▸ PROBLEM TO SOLVE: As the answer, set down the lines below from the one containing "fn fmt(&self, f: &mut" through the one containing "spans (N+1 fan-out)", exactly and inclusively, and no others.

▸ SOURCE RECORDS:
%%
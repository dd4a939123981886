use chrono::Duration;
use serde::{Deserialize, Serialize};
use std::fmt;

use crate::common::constants::*;
use crate::detection::errors::DetectionError;
use crate::event::Span;

/// The fixed set of detectors, keyed by the short names used in
/// configuration, transaction tags and metrics labels.
#[derive(Debug, Clone, Copy, PartialEq, Eq, Hash, PartialOrd, Ord, Serialize, Deserialize)]
pub enum DetectorType {
    #[serde(rename = "duplicates")]
    DuplicateSpans,
    // Has to stay within tag key length limits
    #[serde(rename = "dupes_hash")]
    DuplicateSpansHash,
    #[serde(rename = "slow_span")]
    SlowSpan,
    #[serde(rename = "sequential")]
    SequentialSlowSpans,
    #[serde(rename = "long_task")]
    LongTaskSpans,
    #[serde(rename = "render_blocking_assets")]
    RenderBlockingAssetSpan,
    #[serde(rename = "n_plus_one")]
    NPlusOneSpans,
    #[serde(rename = "n_plus_one_db")]
    NPlusOneDbSpans,
}

impl DetectorType {
    /// Registration order. Spans are dispatched to detectors in this order.
    pub const ALL: [DetectorType; 8] = [
        DetectorType::DuplicateSpans,
        DetectorType::DuplicateSpansHash,
        DetectorType::SlowSpan,
        DetectorType::SequentialSlowSpans,
        DetectorType::LongTaskSpans,
        DetectorType::RenderBlockingAssetSpan,
        DetectorType::NPlusOneSpans,
        DetectorType::NPlusOneDbSpans,
    ];

    pub fn as_str(&self) -> &'static str {
        match self {
            DetectorType::DuplicateSpans => "duplicates",
            DetectorType::DuplicateSpansHash => "dupes_hash",
            DetectorType::SlowSpan => "slow_span",
            DetectorType::SequentialSlowSpans => "sequential",
            DetectorType::LongTaskSpans => "long_task",
            DetectorType::RenderBlockingAssetSpan => "render_blocking_assets",
            DetectorType::NPlusOneSpans => "n_plus_one",
            DetectorType::NPlusOneDbSpans => "n_plus_one_db",
        }
    }
}

impl fmt::Display for DetectorType {
    fn fmt(&self, f: &mut fmt::Formatter<'_>) -> fmt::Result {
        f.write_str(self.as_str())
    }
}

/// Threshold groups that restrict themselves to span op prefixes
pub trait AllowedSpanOps {
    fn allowed_span_ops(&self) -> &[String];
}

/// Occurrence count plus cumulative duration (duplicates, sequential)
#[derive(Debug, Clone, PartialEq, Serialize, Deserialize)]
pub struct CountThresholds {
    pub count: usize,
    /// Milliseconds
    pub cumulative_duration: f64,
    #[serde(default)]
    pub allowed_span_ops: Vec<String>,
}

/// Single span duration (slow span)
#[derive(Debug, Clone, PartialEq, Serialize, Deserialize)]
pub struct DurationThresholds {
    /// Milliseconds
    pub duration_threshold: f64,
    #[serde(default)]
    pub allowed_span_ops: Vec<String>,
}

/// Cumulative duration across the whole event (long tasks)
#[derive(Debug, Clone, PartialEq, Serialize, Deserialize)]
pub struct CumulativeDurationThresholds {
    /// Milliseconds
    pub cumulative_duration: f64,
    #[serde(default)]
    pub allowed_span_ops: Vec<String>,
}

/// Near-simultaneous dispatch of identical spans (N+1 fan-out)
#[derive(Debug, Clone, PartialEq, Serialize, Deserialize)]
pub struct ConcurrencyThresholds {
    #[serde(default = "fallback_n_plus_one_count")]
    pub count: usize,
    /// Milliseconds between consecutive span starts
    #[serde(default = "fallback_n_plus_one_start_time")]
    pub start_time_threshold: f64,
    #[serde(default)]
    pub allowed_span_ops: Vec<String>,
}

fn fallback_n_plus_one_count() -> usize {
    FALLBACK_N_PLUS_ONE_COUNT
}

fn fallback_n_plus_one_start_time() -> f64 {
    FALLBACK_N_PLUS_ONE_START_TIME_MS
}

#[derive(Debug, Clone, PartialEq, Serialize, Deserialize)]
pub struct RenderBlockingSettings {
    /// Milliseconds, inclusive
    pub fcp_minimum_threshold: f64,
    /// Milliseconds, exclusive
    pub fcp_maximum_threshold: f64,
    /// Span duration over FCP above which a span counts as blocking
    pub fcp_ratio_threshold: f64,
    /// Matched exactly, not as prefixes
    #[serde(default)]
    pub allowed_span_ops: Vec<String>,
}

impl Default for RenderBlockingSettings {
    fn default() -> Self {
        Self {
            fcp_minimum_threshold: DEFAULT_FCP_MINIMUM_MS,
            fcp_maximum_threshold: DEFAULT_FCP_MAXIMUM_MS,
            fcp_ratio_threshold: DEFAULT_FCP_RATIO,
            allowed_span_ops: ops(&["resource.link", "resource.script"]),
        }
    }
}

#[derive(Debug, Clone, PartialEq, Serialize, Deserialize)]
pub struct NPlusOneDbSettings {
    pub count: usize,
    /// Milliseconds, summed over the repeated spans
    pub duration_threshold: f64,
}

impl Default for NPlusOneDbSettings {
    fn default() -> Self {
        Self {
            count: DEFAULT_N_PLUS_ONE_DB_COUNT,
            duration_threshold: DEFAULT_N_PLUS_ONE_DB_DURATION_MS,
        }
    }
}

macro_rules! impl_allowed_span_ops {
    ($($settings:ty),*) => {
        $(impl AllowedSpanOps for $settings {
            fn allowed_span_ops(&self) -> &[String] {
                &self.allowed_span_ops
            }
        })*
    };
}

impl_allowed_span_ops!(
    CountThresholds,
    DurationThresholds,
    CumulativeDurationThresholds,
    ConcurrencyThresholds
);

/// Detection thresholds for every detector.
///
/// Deserialized from the `[detection]` table of the configuration file; any
/// detector missing from the table keeps its built-in defaults.
#[derive(Debug, Clone, PartialEq, Serialize, Deserialize)]
#[serde(default)]
pub struct DetectionSettings {
    #[serde(rename = "duplicates")]
    pub duplicate_spans: Vec<CountThresholds>,
    #[serde(rename = "dupes_hash")]
    pub duplicate_spans_hash: Vec<CountThresholds>,
    #[serde(rename = "slow_span")]
    pub slow_span: Vec<DurationThresholds>,
    #[serde(rename = "sequential")]
    pub sequential_slow_spans: Vec<CountThresholds>,
    #[serde(rename = "long_task")]
    pub long_task_spans: Vec<CumulativeDurationThresholds>,
    #[serde(rename = "render_blocking_assets")]
    pub render_blocking_asset_span: RenderBlockingSettings,
    #[serde(rename = "n_plus_one")]
    pub n_plus_one_spans: Vec<ConcurrencyThresholds>,
    #[serde(rename = "n_plus_one_db")]
    pub n_plus_one_db_spans: NPlusOneDbSettings,
}

fn ops(values: &[&str]) -> Vec<String> {
    values.iter().map(|op| op.to_string()).collect()
}

impl Default for DetectionSettings {
    fn default() -> Self {
        Self {
            duplicate_spans: vec![CountThresholds {
                count: DEFAULT_DUPLICATE_COUNT,
                cumulative_duration: DEFAULT_DUPLICATE_CUMULATIVE_MS,
                allowed_span_ops: ops(&["db", "http"]),
            }],
            duplicate_spans_hash: vec![CountThresholds {
                count: DEFAULT_DUPLICATE_COUNT,
                cumulative_duration: DEFAULT_DUPLICATE_CUMULATIVE_MS,
                allowed_span_ops: ops(&["http"]),
            }],
            slow_span: vec![
                DurationThresholds {
                    duration_threshold: DEFAULT_SLOW_DB_SPAN_MS,
                    allowed_span_ops: ops(&["db"]),
                },
                DurationThresholds {
                    duration_threshold: DEFAULT_SLOW_HTTP_SPAN_MS,
                    allowed_span_ops: ops(&["http"]),
                },
            ],
            sequential_slow_spans: vec![CountThresholds {
                count: DEFAULT_SEQUENTIAL_COUNT,
                cumulative_duration: DEFAULT_SEQUENTIAL_CUMULATIVE_MS,
                allowed_span_ops: ops(&["db", "http", "ui"]),
            }],
            long_task_spans: vec![CumulativeDurationThresholds {
                cumulative_duration: DEFAULT_LONG_TASK_CUMULATIVE_MS,
                allowed_span_ops: ops(&["ui.long-task", "ui.sentry.long-task"]),
            }],
            render_blocking_asset_span: RenderBlockingSettings::default(),
            n_plus_one_spans: vec![ConcurrencyThresholds {
                count: DEFAULT_N_PLUS_ONE_COUNT,
                start_time_threshold: DEFAULT_N_PLUS_ONE_START_TIME_MS,
                allowed_span_ops: ops(&["http.client"]),
            }],
            n_plus_one_db_spans: NPlusOneDbSettings::default(),
        }
    }
}

fn check_millis(detector: DetectorType, field: &str, value: f64) -> Result<(), DetectionError> {
    if value.is_finite() && value >= 0.0 {
        Ok(())
    } else {
        Err(DetectionError::InvalidSettings {
            detector: detector.as_str(),
            reason: format!("{} must be a finite, non-negative number of milliseconds, got {}", field, value),
        })
    }
}

fn check_count(detector: DetectorType, count: usize) -> Result<(), DetectionError> {
    if count == 0 {
        return Err(DetectionError::InvalidSettings {
            detector: detector.as_str(),
            reason: "count must be at least 1".to_string(),
        });
    }
    Ok(())
}

fn check_count_groups(detector: DetectorType, groups: &[CountThresholds]) -> Result<(), DetectionError> {
    for group in groups {
        check_count(detector, group.count)?;
        check_millis(detector, "cumulative_duration", group.cumulative_duration)?;
    }
    Ok(())
}

impl DetectionSettings {
    /// Reject thresholds no detector could act on sensibly
    pub fn validate(&self) -> Result<(), DetectionError> {
        check_count_groups(DetectorType::DuplicateSpans, &self.duplicate_spans)?;
        check_count_groups(DetectorType::DuplicateSpansHash, &self.duplicate_spans_hash)?;
        check_count_groups(DetectorType::SequentialSlowSpans, &self.sequential_slow_spans)?;

        for group in &self.slow_span {
            check_millis(DetectorType::SlowSpan, "duration_threshold", group.duration_threshold)?;
        }
        for group in &self.long_task_spans {
            check_millis(DetectorType::LongTaskSpans, "cumulative_duration", group.cumulative_duration)?;
        }
        for group in &self.n_plus_one_spans {
            check_count(DetectorType::NPlusOneSpans, group.count)?;
            check_millis(DetectorType::NPlusOneSpans, "start_time_threshold", group.start_time_threshold)?;
        }

        let render = &self.render_blocking_asset_span;
        let detector = DetectorType::RenderBlockingAssetSpan;
        check_millis(detector, "fcp_minimum_threshold", render.fcp_minimum_threshold)?;
        check_millis(detector, "fcp_maximum_threshold", render.fcp_maximum_threshold)?;
        if render.fcp_minimum_threshold > render.fcp_maximum_threshold {
            return Err(DetectionError::InvalidSettings {
                detector: detector.as_str(),
                reason: format!(
                    "fcp_minimum_threshold ({}) exceeds fcp_maximum_threshold ({})",
                    render.fcp_minimum_threshold, render.fcp_maximum_threshold
                ),
            });
        }
        if !render.fcp_ratio_threshold.is_finite() || render.fcp_ratio_threshold < 0.0 {
            return Err(DetectionError::InvalidSettings {
                detector: detector.as_str(),
                reason: format!("fcp_ratio_threshold must be non-negative, got {}", render.fcp_ratio_threshold),
            });
        }

        check_count(DetectorType::NPlusOneDbSpans, self.n_plus_one_db_spans.count)?;
        check_millis(
            DetectorType::NPlusOneDbSpans,
            "duration_threshold",
            self.n_plus_one_db_spans.duration_threshold,
        )?;

        Ok(())
    }
}

/// A span resolved against the first matching threshold group
#[derive(Debug)]
pub struct SpanMatch<'a, T> {
    pub op: &'a str,
    pub span_id: &'a str,
    /// The allowed op prefix that matched, or the span op for unrestricted groups
    pub op_prefix: &'a str,
    pub duration: Duration,
    pub settings: &'a T,
}

/// Find the first group (configuration order) whose allowed ops are empty or
/// contain a prefix of the span's op. Spans lacking an op or span id never match.
pub fn settings_for_span<'a, T: AllowedSpanOps>(groups: &'a [T], span: &'a Span) -> Option<SpanMatch<'a, T>> {
    let op = span.op()?;
    let span_id = span.span_id()?;

    groups.iter().find_map(|settings| {
        let allowed = settings.allowed_span_ops();
        let op_prefix = if allowed.is_empty() {
            op
        } else {
            allowed.iter().find(|prefix| op.starts_with(prefix.as_str()))?.as_str()
        };

        Some(SpanMatch {
            op,
            span_id,
            op_prefix,
            duration: span.duration(),
            settings,
        })
    })
}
%%
▸ REPLY TO THE EXERCISE:
    fn fmt(&self, f: &mut fmt::Formatter<'_>) -> fmt::Result {
        f.write_str(self.as_str())
    }
}

/// Threshold groups that restrict themselves to span op prefixes
pub trait AllowedSpanOps {
    fn allowed_span_ops(&self) -> &[String];
}

/// Occurrence count plus cumulative duration (duplicates, sequential)
#[derive(Debug, Clone, PartialEq, Serialize, Deserialize)]
pub struct CountThresholds {
    pub count: usize,
    /// Milliseconds
    pub cumulative_duration: f64,
    #[serde(default)]
    pub allowed_span_ops: Vec<String>,
}

/// Single span duration (slow span)
#[derive(Debug, Clone, PartialEq, Serialize, Deserialize)]
pub struct DurationThresholds {
    /// Milliseconds
    pub duration_threshold: f64,
    #[serde(default)]
    pub allowed_span_ops: Vec<String>,
}

/// Cumulative duration across the whole event (long tasks)
#[derive(Debug, Clone, PartialEq, Serialize, Deserialize)]
pub struct CumulativeDurationThresholds {
    /// Milliseconds
    pub cumulative_duration: f64,
    #[serde(default)]
    pub allowed_span_ops: Vec<String>,
}

/// Near-simultaneous dispatch of identical spans (N+1 fan-out)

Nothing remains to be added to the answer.